The blasts were carried out by female suicide bombers, according to preliminary investigation by the FSB press office.
The bodies of the suicide bombers have been recovered from the blast sites on both the stations.
Meanwhile, the police have cordoned off the roads near the Lubyanka square and Park Kultury station and ambulance helicopters are landing there to evacuate the injured.
The Moscow prosecutor has confirmed the death of 37 people, while the number of injured on the Park Kultury station has risen to 20 and more people are being evacuated.
The spokesperson of the Prosecutor's Investigation Committee Vladimir Markin said the case of terror attacks have been opened in the two blasts.
Meanwhile, a column of black smoke was seen rising from the Park Kultury metro station and traffic chaos resulted at the nearby Garden Ring Road.
The rescuers have pressed helicopters into service to evacuate the injured to hospitals. Special buses have been pressed in to take stranded passengers to their destination.
The Red Line, Moscow's oldest metro line traverses the Russian capital from north-east to south-west and has transfer links with all the city underground lines.
On weekdays at least one million commuters use this line on which several railway stations are also located.
The blasts in the underground railway stations have revived the nightmare Moscow had witnessed on February 6, 2004 when a suicide bomb blast on a moving metro train had claimed 42 lives.
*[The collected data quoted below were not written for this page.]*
use std::path::{Path, PathBuf};

use crate::platform::HostPlatform;
use crate::project::{BuildTarget, ProjectError, TargetType};

/// Build script and shell for the host, resolved once per run
#[derive(Debug, Clone, PartialEq, Eq)]
pub struct ScriptLocator {
    build_script: PathBuf,
    shell: &'static str,
}

impl ScriptLocator {
    /// Locate the engine build script for `host`
    ///
    /// Fails for hosts without a known build script.
    pub fn for_host(host: &HostPlatform, engine_directory: &Path) -> Result<Self, ProjectError> {
        let batch_files = engine_directory.join("Build").join("BatchFiles");

        let (build_script, shell) = match host {
            HostPlatform::Linux => (batch_files.join("Linux").join("Build.sh"), "bash"),
            HostPlatform::Mac => (batch_files.join("Mac").join("Build.sh"), "bash"),
            HostPlatform::Win64 | HostPlatform::Win32 => (batch_files.join("Build.bat"), "call"),
            HostPlatform::Other(name) => {
                return Err(ProjectError::UnsupportedHostPlatform {
                    platform: name.clone(),
                });
            }
        };

        Ok(Self {
            build_script,
            shell,
        })
    }

    pub fn build_script(&self) -> &Path {
        &self.build_script
    }

    pub fn shell(&self) -> &'static str {
        self.shell
    }

    /// Command that builds `target` through the engine build script
    pub fn build_command(&self, target: &BuildTarget, project_file: &Path) -> String {
        format!(
            "{} \"{}\" {} {} {} -project=\"{}\"",
            self.shell,
            self.build_script.display(),
            target.name,
            target.platform,
            target.configuration,
            project_file.display()
        )
    }

    /// Command that launches `binary`; editor targets also receive the project file
    pub fn run_command(&self, target: &BuildTarget, binary: &Path, project_file: &Path) -> String {
        if target.target_type == TargetType::Editor {
            format!("\"{}\" \"{}\"", binary.display(), project_file.display())
        } else {
            format!("\"{}\"", binary.display())
        }
    }
}

#[cfg(test)]
mod tests {
    use super::*;

    fn build_target(target_type: TargetType) -> BuildTarget {
        BuildTarget {
            name: "ShooterEditor".to_string(),
            target_type,
            platform: "Linux".to_string(),
            configuration: "Development".to_string(),
            full_name: None,
            project_file: None,
            compiler: None,
            binaries: Vec::new(),
        }
    }

    #[test]
    fn test_script_table() {
        let engine = Path::new("/ue/Engine");

        let linux = ScriptLocator::for_host(&HostPlatform::Linux, engine).unwrap();
        assert_eq!(
            linux.build_script(),
            Path::new("/ue/Engine/Build/BatchFiles/Linux/Build.sh")
        );
        assert_eq!(linux.shell(), "bash");

        let mac = ScriptLocator::for_host(&HostPlatform::Mac, engine).unwrap();
        assert_eq!(
            mac.build_script(),
            Path::new("/ue/Engine/Build/BatchFiles/Mac/Build.sh")
        );
        assert_eq!(mac.shell(), "bash");

        for host in [HostPlatform::Win64, HostPlatform::Win32] {
            let windows = ScriptLocator::for_host(&host, engine).unwrap();
            assert_eq!(
                windows.build_script(),
                Path::new("/ue/Engine/Build/BatchFiles/Build.bat")
            );
            assert_eq!(windows.shell(), "call");
        }
    }

    #[test]
    fn test_unsupported_host() {
        let host = HostPlatform::Other("Haiku".to_string());
        match ScriptLocator::for_host(&host, Path::new("/ue/Engine")) {
            Err(ProjectError::UnsupportedHostPlatform { platform }) => {
                assert_eq!(platform, "Haiku")
            }
            other => panic!("Expected UnsupportedHostPlatform, got {other:?}"),
        }
    }

    #[test]
    fn test_build_command() {
        let locator = ScriptLocator::for_host(&HostPlatform::Linux, Path::new("/ue/Engine")).unwrap();
        let command = locator.build_command(
            &build_target(TargetType::Editor),
            Path::new("/p/Shooter.uproject"),
        );

        assert_eq!(
            command,
            "bash \"/ue/Engine/Build/BatchFiles/Linux/Build.sh\" ShooterEditor Linux Development \
             -project=\"/p/Shooter.uproject\""
        );
    }

    #[test]
    fn test_run_command_depends_on_target_type() {
        let locator = ScriptLocator::for_host(&HostPlatform::Linux, Path::new("/ue/Engine")).unwrap();
        let binary = Path::new("/ue/Engine/Binaries/Linux/UnrealEditor");
        let project = Path::new("/p/Shooter.uproject");

        assert_eq!(
            locator.run_command(&build_target(TargetType::Editor), binary, project),
            "\"/ue/Engine/Binaries/Linux/UnrealEditor\" \"/p/Shooter.uproject\""
        );
        assert_eq!(
            locator.run_command(&build_target(TargetType::Game), binary, project),
            "\"/ue/Engine/Binaries/Linux/UnrealEditor\""
        );
    }
}
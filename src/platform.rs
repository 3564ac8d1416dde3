//! Host platform and language standard model
//!
//! The host platform is the OS the generator runs on. It selects flag syntax and
//! build scripts, and is independent of the platform a target is compiled for.

use serde::{Deserialize, Deserializer, Serialize, Serializer};
use std::fmt;
use std::str::FromStr;

/// Operating system the generator itself executes on
#[derive(Debug, Clone, PartialEq, Eq, Hash)]
pub enum HostPlatform {
    Win64,
    Win32,
    Mac,
    Linux,
    /// Any host without dedicated support; carries the raw name for diagnostics
    Other(String),
}

impl HostPlatform {
    /// Detect the host platform from the running process
    pub fn current() -> Self {
        match std::env::consts::OS {
            "windows" if cfg!(target_pointer_width = "64") => HostPlatform::Win64,
            "windows" => HostPlatform::Win32,
            "macos" => HostPlatform::Mac,
            "linux" => HostPlatform::Linux,
            other => HostPlatform::Other(other.to_string()),
        }
    }

    pub fn is_windows(&self) -> bool {
        matches!(self, HostPlatform::Win64 | HostPlatform::Win32)
    }

    pub fn name(&self) -> &str {
        match self {
            HostPlatform::Win64 => "Win64",
            HostPlatform::Win32 => "Win32",
            HostPlatform::Mac => "Mac",
            HostPlatform::Linux => "Linux",
            HostPlatform::Other(name) => name,
        }
    }
}

impl FromStr for HostPlatform {
    type Err = std::convert::Infallible;

    fn from_str(s: &str) -> Result<Self, Self::Err> {
        Ok(match s.to_ascii_lowercase().as_str() {
            "win64" => HostPlatform::Win64,
            "win32" => HostPlatform::Win32,
            "mac" => HostPlatform::Mac,
            "linux" => HostPlatform::Linux,
            _ => HostPlatform::Other(s.to_string()),
        })
    }
}

impl fmt::Display for HostPlatform {
    fn fmt(&self, f: &mut fmt::Formatter<'_>) -> fmt::Result {
        f.write_str(self.name())
    }
}

impl Serialize for HostPlatform {
    fn serialize<S>(&self, serializer: S) -> Result<S::Ok, S::Error>
    where
        S: Serializer,
    {
        serializer.serialize_str(self.name())
    }
}

impl<'de> Deserialize<'de> for HostPlatform {
    fn deserialize<D>(deserializer: D) -> Result<Self, D::Error>
    where
        D: Deserializer<'de>,
    {
        let raw = String::deserialize(deserializer)?;
        // Unknown names become `Other`
        let Ok(host) = raw.parse::<HostPlatform>();
        Ok(host)
    }
}

/// C++ language standard requested by a module's compile environment
#[derive(Debug, Clone, Copy, PartialEq, Eq, Default, Serialize, Deserialize)]
pub enum CppStandard {
    Cpp14,
    Cpp17,
    #[default]
    Default,
    Latest,
    /// A value the host knows about but this generator does not
    #[serde(other)]
    Unknown,
}

#[cfg(test)]
mod tests {
    use super::*;

    #[test]
    fn test_parse_known_hosts_case_insensitive() {
        assert_eq!("Win64".parse::<HostPlatform>().unwrap(), HostPlatform::Win64);
        assert_eq!("win32".parse::<HostPlatform>().unwrap(), HostPlatform::Win32);
        assert_eq!("MAC".parse::<HostPlatform>().unwrap(), HostPlatform::Mac);
        assert_eq!("linux".parse::<HostPlatform>().unwrap(), HostPlatform::Linux);
    }

    #[test]
    fn test_parse_unknown_host_keeps_name() {
        let host: HostPlatform = "FreeBSD".parse().unwrap();
        assert_eq!(host, HostPlatform::Other("FreeBSD".to_string()));
        assert_eq!(host.to_string(), "FreeBSD");
        assert!(!host.is_windows());
    }

    #[test]
    fn test_windows_detection() {
        assert!(HostPlatform::Win64.is_windows());
        assert!(HostPlatform::Win32.is_windows());
        assert!(!HostPlatform::Mac.is_windows());
        assert!(!HostPlatform::Linux.is_windows());
    }

    #[test]
    fn test_current_matches_build_os() {
        let host = HostPlatform::current();
        assert_eq!(host.is_windows(), cfg!(windows));
    }

    #[test]
    fn test_unknown_standard_deserializes() {
        let standard: CppStandard = serde_json::from_str("\"Cpp23\"").unwrap();
        assert_eq!(standard, CppStandard::Unknown);

        let standard: CppStandard = serde_json::from_str("\"Latest\"").unwrap();
        assert_eq!(standard, CppStandard::Latest);
    }

    #[test]
    fn test_host_platform_serde_roundtrip_by_name() {
        let host: HostPlatform = serde_json::from_str("\"Mac\"").unwrap();
        assert_eq!(host, HostPlatform::Mac);
        assert_eq!(serde_json::to_string(&HostPlatform::Linux).unwrap(), "\"Linux\"");
    }
}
Same year in August in a botched attack 10 people were killed outside another metro station. Since then the perpetrators and organisers linked to Chechen terrorists were apprehended and sentenced.
The local media says the possibility that the fresh attack could be a revenge for the killing of two prominent warlords in security operations in Chechnya, including an Arab and a Russian converted to Islam, cannot be ruled out.